[Exercise]
Reproduce all records word for word.
** Dataset content follows **
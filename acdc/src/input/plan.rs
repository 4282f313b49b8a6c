//! Batch plan files
//!
//! A plan describes one batch non-interactively. Format is picked by file
//! extension (`.json`, anything else is TOML):
//!
//! ```toml
//! files = ["File:Example.jpg", "Other.png"]
//! category = "Category:Maps"     # optional
//! pagepile = 12345               # optional
//!
//! [[add]]
//! property = "P180"
//! value = "Q146"
//! rank = "preferred"
//! qualifiers = [{ property = "P462", value = "Q23444" }]
//!
//! [[remove]]
//! property = "P180"
//! value = "Q5"
//! ```

use std::path::Path;

use acdc_common::datamodel::{DataValue, DesiredStatement, PropertyId, Rank, Snak};
use acdc_common::{Error, Result};
use serde::{Deserialize, Serialize};

use super::specification::{BatchSpecification, SectionKind, SpecificationEvent};

/// Kind of value a plan entry declares
#[derive(Debug, Clone, Copy, PartialEq, Eq, Default, Serialize, Deserialize)]
#[serde(rename_all = "lowercase")]
pub enum PlanValue {
    #[default]
    Item,
    String,
    NoValue,
}

#[derive(Debug, Clone, PartialEq, Eq, Serialize, Deserialize)]
pub struct PlanQualifier {
    pub property: String,
    pub value: Option<String>,
    #[serde(default)]
    pub value_type: PlanValue,
}

#[derive(Debug, Clone, PartialEq, Eq, Serialize, Deserialize)]
pub struct PlanStatement {
    pub property: String,
    pub value: Option<String>,
    #[serde(default)]
    pub value_type: PlanValue,
    #[serde(default)]
    pub rank: Rank,
    #[serde(default)]
    pub qualifiers: Vec<PlanQualifier>,
}

#[derive(Debug, Clone, Default, PartialEq, Eq, Serialize, Deserialize)]
pub struct BatchPlan {
    #[serde(default)]
    pub files: Vec<String>,
    pub category: Option<String>,
    pub pagepile: Option<u64>,
    #[serde(default)]
    pub add: Vec<PlanStatement>,
    #[serde(default)]
    pub remove: Vec<PlanStatement>,
}

impl BatchPlan {
    /// Reducer events equivalent to this plan's files and statements
    ///
    /// Category and PagePile sources are not expanded here; they need the
    /// network and are loaded by the caller.
    pub fn events(&self) -> Result<Vec<SpecificationEvent>> {
        let mut events = Vec::new();
        if !self.files.is_empty() {
            events.push(SpecificationEvent::AddTitles {
                titles: self.files.clone(),
            });
        }
        for entry in &self.add {
            events.push(SpecificationEvent::AddStatement {
                section: SectionKind::Add,
                statement: entry.to_desired()?,
            });
        }
        for entry in &self.remove {
            events.push(SpecificationEvent::AddStatement {
                section: SectionKind::Remove,
                statement: entry.to_desired()?,
            });
        }
        Ok(events)
    }

    pub fn to_specification(&self) -> Result<BatchSpecification> {
        BatchSpecification::from_events(self.events()?)
    }
}

impl PlanStatement {
    pub fn to_desired(&self) -> Result<DesiredStatement> {
        let main_snak = build_snak(&self.property, self.value.as_deref(), self.value_type)?;
        let mut desired = DesiredStatement::new(main_snak).with_rank(self.rank);
        for qualifier in &self.qualifiers {
            desired = desired.with_qualifier(build_snak(
                &qualifier.property,
                qualifier.value.as_deref(),
                qualifier.value_type,
            )?);
        }
        Ok(desired)
    }
}

fn build_snak(property: &str, value: Option<&str>, value_type: PlanValue) -> Result<Snak> {
    let property = PropertyId::parse(property)?;
    let value = value.map(str::trim).filter(|v| !v.is_empty());

    match (value_type, value) {
        (PlanValue::NoValue, None) => Ok(Snak::no_value(property)),
        (PlanValue::NoValue, Some(v)) => Err(Error::InvalidInput(format!(
            "{}: novalue entries must not carry a value (got '{}')",
            property, v
        ))),
        (PlanValue::Item, Some(v)) => {
            let id = v.to_uppercase();
            let valid = id.len() > 1
                && id.starts_with(['Q', 'M', 'P', 'L'])
                && id[1..].chars().all(|c| c.is_ascii_digit());
            if !valid {
                return Err(Error::InvalidInput(format!(
                    "{}: '{}' is not an entity ID",
                    property, v
                )));
            }
            Ok(Snak::value(property, DataValue::item(id)))
        }
        (PlanValue::String, Some(v)) => Ok(Snak::string(property, v)),
        (_, None) => Err(Error::InvalidInput(format!("{}: value missing", property))),
    }
}

/// Read a plan from a `.toml` or `.json` file
pub fn load_plan(path: &Path) -> Result<BatchPlan> {
    let content = std::fs::read_to_string(path)?;
    let is_json = path
        .extension()
        .and_then(|e| e.to_str())
        .is_some_and(|e| e.eq_ignore_ascii_case("json"));

    if is_json {
        Ok(serde_json::from_str(&content)?)
    } else {
        toml::from_str(&content).map_err(|e| {
            Error::InvalidInput(format!("Parse {} failed: {}", path.display(), e))
        })
    }
}

#[cfg(test)]
mod tests {
    use super::*;
    use acdc_common::datamodel::SnakValue;

    #[test]
    fn test_toml_plan_to_specification() {
        let plan: BatchPlan = toml::from_str(
            r#"
            files = ["Example.jpg", "File:Other.png"]

            [[add]]
            property = "P180"
            value = "q146"
            rank = "preferred"
            qualifiers = [{ property = "P462", value = "Q23444" }]

            [[remove]]
            property = "P1163"
            value = "image/jpeg"
            value_type = "string"
            "#,
        )
        .unwrap();

        let spec = plan.to_specification().unwrap();
        assert_eq!(spec.titles(), &["File:Example.jpg", "File:Other.png"]);

        let add = &spec.add_sections()[0];
        assert_eq!(add.property.as_str(), "P180");
        assert_eq!(add.statements[0].rank, Rank::Preferred);
        assert_eq!(add.statements[0].main_snak.to_string(), "P180: Q146");
        assert_eq!(add.statements[0].qualifiers.len(), 1);

        let remove = &spec.remove_sections()[0];
        assert_eq!(remove.statements[0].main_snak.to_string(), "P1163: \"image/jpeg\"");
    }

    #[test]
    fn test_novalue_entry() {
        let entry = PlanStatement {
            property: "P180".into(),
            value: None,
            value_type: PlanValue::NoValue,
            rank: Rank::Normal,
            qualifiers: Vec::new(),
        };
        assert_eq!(entry.to_desired().unwrap().main_snak.value, SnakValue::NoValue);
    }

    #[test]
    fn test_invalid_entries_rejected() {
        assert!(build_snak("P180", None, PlanValue::Item).is_err());
        assert!(build_snak("P180", Some("cat"), PlanValue::Item).is_err());
        assert!(build_snak("X180", Some("Q1"), PlanValue::Item).is_err());
        assert!(build_snak("P180", Some("Q1"), PlanValue::NoValue).is_err());
    }
}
** End of Dataset content **
[Result]
filename acdc/src/input/plan.rs
repository 4282f313b49b8a6c
//! Batch plan files
//!
//! A plan describes one batch non-interactively. Format is picked by file
//! extension (`.json`, anything else is TOML):
//!
//! ```toml
//! files = ["File:Example.jpg", "Other.png"]
//! category = "Category:Maps"     # optional
//! pagepile = 12345               # optional
//!
//! [[add]]
//! property = "P180"
//! value = "Q146"
//! rank = "preferred"
//! qualifiers = [{ property = "P462", value = "Q23444" }]
//!
//! [[remove]]
//! property = "P180"
//! value = "Q5"
//! ```

use std::path::Path;

use acdc_common::datamodel::{DataValue, DesiredStatement, PropertyId, Rank, Snak};
use acdc_common::{Error, Result};
use serde::{Deserialize, Serialize};

use super::specification::{BatchSpecification, SectionKind, SpecificationEvent};

/// Kind of value a plan entry declares
#[derive(Debug, Clone, Copy, PartialEq, Eq, Default, Serialize, Deserialize)]
#[serde(rename_all = "lowercase")]
pub enum PlanValue {
    #[default]
    Item,
    String,
    NoValue,
}

#[derive(Debug, Clone, PartialEq, Eq, Serialize, Deserialize)]
pub struct PlanQualifier {
    pub property: String,
    pub value: Option<String>,
    #[serde(default)]
    pub value_type: PlanValue,
}

#[derive(Debug, Clone, PartialEq, Eq, Serialize, Deserialize)]
pub struct PlanStatement {
    pub property: String,
    pub value: Option<String>,
    #[serde(default)]
    pub value_type: PlanValue,
    #[serde(default)]
    pub rank: Rank,
    #[serde(default)]
    pub qualifiers: Vec<PlanQualifier>,
}

#[derive(Debug, Clone, Default, PartialEq, Eq, Serialize, Deserialize)]
pub struct BatchPlan {
    #[serde(default)]
    pub files: Vec<String>,
    pub category: Option<String>,
    pub pagepile: Option<u64>,
    #[serde(default)]
    pub add: Vec<PlanStatement>,
    #[serde(default)]
    pub remove: Vec<PlanStatement>,
}

impl BatchPlan {
    /// Reducer events equivalent to this plan's files and statements
    ///
    /// Category and PagePile sources are not expanded here; they need the
    /// network and are loaded by the caller.
    pub fn events(&self) -> Result<Vec<SpecificationEvent>> {
        let mut events = Vec::new();
        if !self.files.is_empty() {
            events.push(SpecificationEvent::AddTitles {
                titles: self.files.clone(),
            });
        }
        for entry in &self.add {
            events.push(SpecificationEvent::AddStatement {
                section: SectionKind::Add,
                statement: entry.to_desired()?,
            });
        }
        for entry in &self.remove {
            events.push(SpecificationEvent::AddStatement {
                section: SectionKind::Remove,
                statement: entry.to_desired()?,
            });
        }
        Ok(events)
    }

    pub fn to_specification(&self) -> Result<BatchSpecification> {
        BatchSpecification::from_events(self.events()?)
    }
}

impl PlanStatement {
    pub fn to_desired(&self) -> Result<DesiredStatement> {
        let main_snak = build_snak(&self.property, self.value.as_deref(), self.value_type)?;
        let mut desired = DesiredStatement::new(main_snak).with_rank(self.rank);
        for qualifier in &self.qualifiers {
            desired = desired.with_qualifier(build_snak(
                &qualifier.property,
                qualifier.value.as_deref(),
                qualifier.value_type,
            )?);
        }
        Ok(desired)
    }
}

fn build_snak(property: &str, value: Option<&str>, value_type: PlanValue) -> Result<Snak> {
    let property = PropertyId::parse(property)?;
    let value = value.map(str::trim).filter(|v| !v.is_empty());

    match (value_type, value) {
        (PlanValue::NoValue, None) => Ok(Snak::no_value(property)),
        (PlanValue::NoValue, Some(v)) => Err(Error::InvalidInput(format!(
            "{}: novalue entries must not carry a value (got '{}')",
            property, v
        ))),
        (PlanValue::Item, Some(v)) => {
            let id = v.to_uppercase();
            let valid = id.len() > 1
                && id.starts_with(['Q', 'M', 'P', 'L'])
                && id[1..].chars().all(|c| c.is_ascii_digit());
            if !valid {
                return Err(Error::InvalidInput(format!(
                    "{}: '{}' is not an entity ID",
                    property, v
                )));
            }
            Ok(Snak::value(property, DataValue::item(id)))
        }
        (PlanValue::String, Some(v)) => Ok(Snak::string(property, v)),
        (_, None) => Err(Error::InvalidInput(format!("{}: value missing", property))),
    }
}

/// Read a plan from a `.toml` or `.json` file
pub fn load_plan(path: &Path) -> Result<BatchPlan> {
    let content = std::fs::read_to_string(path)?;
    let is_json = path
        .extension()
        .and_then(|e| e.to_str())
        .is_some_and(|e| e.eq_ignore_ascii_case("json"));

    if is_json {
        Ok(serde_json::from_str(&content)?)
    } else {
        toml::from_str(&content).map_err(|e| {
            Error::InvalidInput(format!("Parse {} failed: {}", path.display(), e))
        })
    }
}

#[cfg(test)]
mod tests {
    use super::*;
    use acdc_common::datamodel::SnakValue;

    #[test]
    fn test_toml_plan_to_specification() {
        let plan: BatchPlan = toml::from_str(
            r#"
            files = ["Example.jpg", "File:Other.png"]

            [[add]]
            property = "P180"
            value = "q146"
            rank = "preferred"
            qualifiers = [{ property = "P462", value = "Q23444" }]

            [[remove]]
            property = "P1163"
            value = "image/jpeg"
            value_type = "string"
            "#,
        )
        .unwrap();

        let spec = plan.to_specification().unwrap();
        assert_eq!(spec.titles(), &["File:Example.jpg", "File:Other.png"]);

        let add = &spec.add_sections()[0];
        assert_eq!(add.property.as_str(), "P180");
        assert_eq!(add.statements[0].rank, Rank::Preferred);
        assert_eq!(add.statements[0].main_snak.to_string(), "P180: Q146");
        assert_eq!(add.statements[0].qualifiers.len(), 1);

        let remove = &spec.remove_sections()[0];
        assert_eq!(remove.statements[0].main_snak.to_string(), "P1163: \"image/jpeg\"");
    }

    #[test]
    fn test_novalue_entry() {
        let entry = PlanStatement {
            property: "P180".into(),
            value: None,
            value_type: PlanValue::NoValue,
            rank: Rank::Normal,
            qualifiers: Vec::new(),
        };
        assert_eq!(entry.to_desired().unwrap().main_snak.value, SnakValue::NoValue);
    }

    #[test]
    fn test_invalid_entries_rejected() {
        assert!(build_snak("P180", None, PlanValue::Item).is_err());
        assert!(build_snak("P180", Some("cat"), PlanValue::Item).is_err());
        assert!(build_snak("X180", Some("Q1"), PlanValue::Item).is_err());
        assert!(build_snak("P180", Some("Q1"), PlanValue::NoValue).is_err());
    }
}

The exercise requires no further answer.